=== Your objective ===
Copy word for word, please, the lines of the entries below running from the one containing "gram[j][k] * gram[t][k])" to the one containing "fn gram_polynomials(i: i64, m: i64, order: usize)", both ends included.

##### Records for processing

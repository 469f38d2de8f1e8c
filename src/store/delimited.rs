use std::fs::File;
use std::path::Path;

use csv::{ReaderBuilder, WriterBuilder};

use crate::error::LogError;

use super::table::{Cell, Table};

/// Field separator for delimited-text tables; the decimal mark is always `.`.
pub const SEPARATOR: u8 = b';';

pub(super) fn read(path: &Path) -> Result<Table, LogError> {
    let file = File::open(path).map_err(|e| LogError::from_io(path, e))?;
    let mut reader = ReaderBuilder::new().delimiter(SEPARATOR).from_reader(file);
    let csv_error = |source| LogError::Csv {
        path: path.to_path_buf(),
        source,
    };

    let headers: Vec<String> = reader
        .headers()
        .map_err(csv_error)?
        .iter()
        .map(|h| h.to_string())
        .collect();
    let mut table = Table::new(headers);

    for record in reader.records() {
        let record = record.map_err(csv_error)?;
        table.push_row(record.iter().map(Cell::from_field).collect());
    }

    Ok(table)
}

pub(super) fn to_bytes(table: &Table) -> Result<Vec<u8>, csv::Error> {
    let mut writer = WriterBuilder::new()
        .delimiter(SEPARATOR)
        .from_writer(Vec::new());
    writer.write_record(&table.headers)?;
    for row in &table.rows {
        writer.write_record(row.iter().map(Cell::to_field))?;
    }
    writer
        .into_inner()
        .map_err(|e| csv::Error::from(e.into_error()))
}
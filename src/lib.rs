//! Savitzky-Golay smoothing and valley tracking for optical spectrum traces.
//!
//! Two-column text spectra are loaded into a [`SpectrumCollection`], smoothed,
//! searched for their minimum inside a wavelength window, and the valleys are
//! appended to a `.csv`/`.xlsx` log for time-series analysis. Everything runs
//! synchronously on the caller's thread; [`SessionState`] is the entry point
//! for a host application.

pub mod batch;
pub mod config;
pub mod data;
pub mod error;
pub mod processing;
pub mod session;
pub mod store;

pub use batch::{BatchOutcome, BatchRunner, LogProgress, Progress, ProgressSink, SeriesPoint};
pub use data::model::{Spectrum, SpectrumCollection};
pub use error::{BatchError, FilterError, LogError, ParameterError, ParseError, SessionError};
pub use processing::{FilterParameters, ParameterWarning, RawFilterForm, Valley, ValleyResult};
pub use session::SessionState;
pub use store::log_store::{BatchRecord, LogStore};
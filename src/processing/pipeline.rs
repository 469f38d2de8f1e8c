use crate::data::model::Spectrum;
use crate::error::FilterError;

use super::params::FilterParameters;
use super::savgol;
use super::valley::{self, ValleyResult};

/// Result of smoothing one spectrum and searching its valley.
#[derive(Debug, Clone, PartialEq)]
pub struct Processed {
    /// Raw intensity, shifted by the same offset as `filtered` when normalising.
    pub trace: Vec<f64>,
    /// Smoothed intensity, same length as `trace`.
    pub filtered: Vec<f64>,
    pub valley: ValleyResult,
}

/// Subtract the maximum so the peak sits at 0.
pub fn normalize_to_peak(intensity: &[f64]) -> Vec<f64> {
    let max = intensity.iter().cloned().fold(f64::NEG_INFINITY, f64::max);
    intensity.iter().map(|&y| y - max).collect()
}

/// Smooth a spectrum and locate its valley inside the parameter range.
pub fn process(spectrum: &Spectrum, params: &FilterParameters) -> Result<Processed, FilterError> {
    let trace = if params.normalize_peak() {
        normalize_to_peak(&spectrum.intensity)
    } else {
        spectrum.intensity.clone()
    };

    let filtered = savgol::smooth(&trace, params.window(), params.order())?;
    let valley = valley::find(
        &spectrum.wavelength,
        &filtered,
        params.range_start(),
        params.range_end(),
    );

    Ok(Processed {
        trace,
        filtered,
        valley,
    })
}
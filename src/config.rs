use std::fs;
use std::path::{Path, PathBuf};

use anyhow::Context;
use serde::{Deserialize, Serialize};

use crate::processing::RawFilterForm;

/// Defaults a host starts from; command-line flags override them.
#[derive(Clone, Debug, PartialEq, Serialize, Deserialize)]
#[serde(default)]
pub struct Settings {
    pub window: i64,
    pub order: i64,
    pub normalize: bool,
    pub range_start: Option<f64>,
    pub range_end: Option<f64>,
    pub sample_name: Option<String>,
    pub log_path: Option<PathBuf>,
}

impl Default for Settings {
    fn default() -> Self {
        Self {
            window: 21,
            order: 3,
            normalize: false,
            range_start: None,
            range_end: None,
            sample_name: None,
            log_path: None,
        }
    }
}

impl Settings {
    /// Read settings from a JSON file; missing keys keep their defaults.
    pub fn load<P: AsRef<Path>>(path: P) -> anyhow::Result<Self> {
        let path_ref = path.as_ref();
        let contents = fs::read_to_string(path_ref)
            .with_context(|| format!("reading settings {}", path_ref.display()))?;
        let settings: Settings = serde_json::from_str(&contents)
            .with_context(|| format!("parsing settings {}", path_ref.display()))?;
        Ok(settings)
    }

    /// The filter part of the settings, in the same shape a form would supply.
    pub fn to_form(&self) -> RawFilterForm {
        RawFilterForm {
            window: self.window.to_string(),
            order: self.order.to_string(),
            range_start: self.range_start.map(|v| v.to_string()),
            range_end: self.range_end.map(|v| v.to_string()),
            normalize: self.normalize,
        }
    }
}
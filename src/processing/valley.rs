/// The minimum of a smoothed trace inside the search range.
#[derive(Debug, Clone, Copy, PartialEq)]
pub struct Valley {
    /// Wavelength in nm.
    pub wavelength: f64,
    /// Filtered intensity in dB.
    pub intensity: f64,
}

/// `None` means no sample fell inside the search range.
pub type ValleyResult = Option<Valley>;

/// Find the lowest `intensity` among samples with
/// `range_start <= wavelength <= range_end`.
///
/// Ties go to the first sample in array order. Samples with a NaN wavelength
/// or intensity are not measurements and are skipped; a range holding only
/// such samples gives `None`. Pass the filtered intensity, never the raw trace.
pub fn find(wavelength: &[f64], intensity: &[f64], range_start: f64, range_end: f64) -> ValleyResult {
    let mut best: Option<Valley> = None;
    for (&wl, &y) in wavelength.iter().zip(intensity) {
        if y.is_nan() || !(range_start..=range_end).contains(&wl) {
            continue;
        }
        match best {
            Some(v) if v.intensity <= y => {}
            _ => {
                best = Some(Valley {
                    wavelength: wl,
                    intensity: y,
                })
            }
        }
    }
    best
}
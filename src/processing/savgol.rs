//! Savitzky-Golay smoothing.
//!
//! Convolution weights are built from Gram polynomials, which gives the
//! least-squares fit for every evaluation point of a window at once. Interior
//! samples use the centre row; the first and last `half` samples are
//! evaluated on the polynomial fitted to the outermost full window, so the
//! output keeps the input length without truncating the fit.

use crate::error::FilterError;

/// Smooth `signal` with a `window`-point, degree-`order` Savitzky-Golay filter.
///
/// `window` must be odd and at least 3, `order` in `1..window`, and the
/// signal at least `window` samples long.
pub fn smooth(signal: &[f64], window: usize, order: usize) -> Result<Vec<f64>, FilterError> {
    if window < 3 || window % 2 == 0 || order < 1 || order >= window {
        return Err(FilterError::InvalidParameters { window, order });
    }
    let n = signal.len();
    if window > n {
        return Err(FilterError::WindowTooLarge { window, len: n });
    }

    let half = window / 2;
    let weights = convolution_weights(window, order);
    let mut out = vec![0.0f64; n];

    let centre = &weights[half];
    for i in half..n - half {
        out[i] = dot(centre, &signal[i - half..=i + half]);
    }

    let head = &signal[..window];
    let tail = &signal[n - window..];
    for t in 0..half {
        out[t] = dot(&weights[t], head);
        out[n - half + t] = dot(&weights[half + 1 + t], tail);
    }

    Ok(out)
}

fn dot(weights: &[f64], samples: &[f64]) -> f64 {
    weights.iter().zip(samples).map(|(w, y)| w * y).sum()
}

/// `w[t][j]`: contribution of window sample `j` to the fitted value at window position `t`.
fn convolution_weights(window: usize, order: usize) -> Vec<Vec<f64>> {
    let half = (window / 2) as i64;
    let two_m = 2 * half;

    let gram: Vec<Vec<f64>> = (0..window as i64)
        .map(|idx| gram_polynomials(idx - half, half, order))
        .collect();

    let coef: Vec<f64> = (0..=order as i64)
        .map(|k| (2 * k + 1) as f64 * gen_fact(two_m, k) / gen_fact(two_m + k + 1, k + 1))
        .collect();

    (0..window)
        .map(|t| {
            (0..window)
                .map(|j| {
                    coef.iter()
                        .enumerate()
                        .map(|(k, c)| c * gram[j][k] * gram[t][k])
                        .sum()
                })
                .collect()
        })
        .collect()
}

/// Gram polynomials `P_0..=P_order` over the points `-m..=m`, evaluated at `i`.
fn gram_polynomials(i: i64, m: i64, order: usize) -> Vec<f64> {
    let mut p = vec![0.0f64; order + 1];
    p[0] = 1.0;
    for k in 1..=order {
        let kf = k as f64;
        let denom = kf * (2 * m - k as i64 + 1) as f64;
        let a = (4.0 * kf - 2.0) / denom;
        let b = (kf - 1.0) * (2 * m + k as i64) as f64 / denom;
        let prev2 = if k >= 2 { p[k - 2] } else { 0.0 };
        p[k] = a * i as f64 * p[k - 1] - b * prev2;
    }
    p
}

/// Generalised factorial `a (a-1) … (a-b+1)`.
fn gen_fact(a: i64, b: i64) -> f64 {
    ((a - b + 1)..=a).fold(1.0, |acc, j| acc * j as f64)
}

##########

=== Written answer ===
                        .map(|(k, c)| c * gram[j][k] * gram[t][k])
                        .sum()
                })
                .collect()
        })
        .collect()
}

/// Gram polynomials `P_0..=P_order` over the points `-m..=m`, evaluated at `i`.
fn gram_polynomials(i: i64, m: i64, order: usize) -> Vec<f64> {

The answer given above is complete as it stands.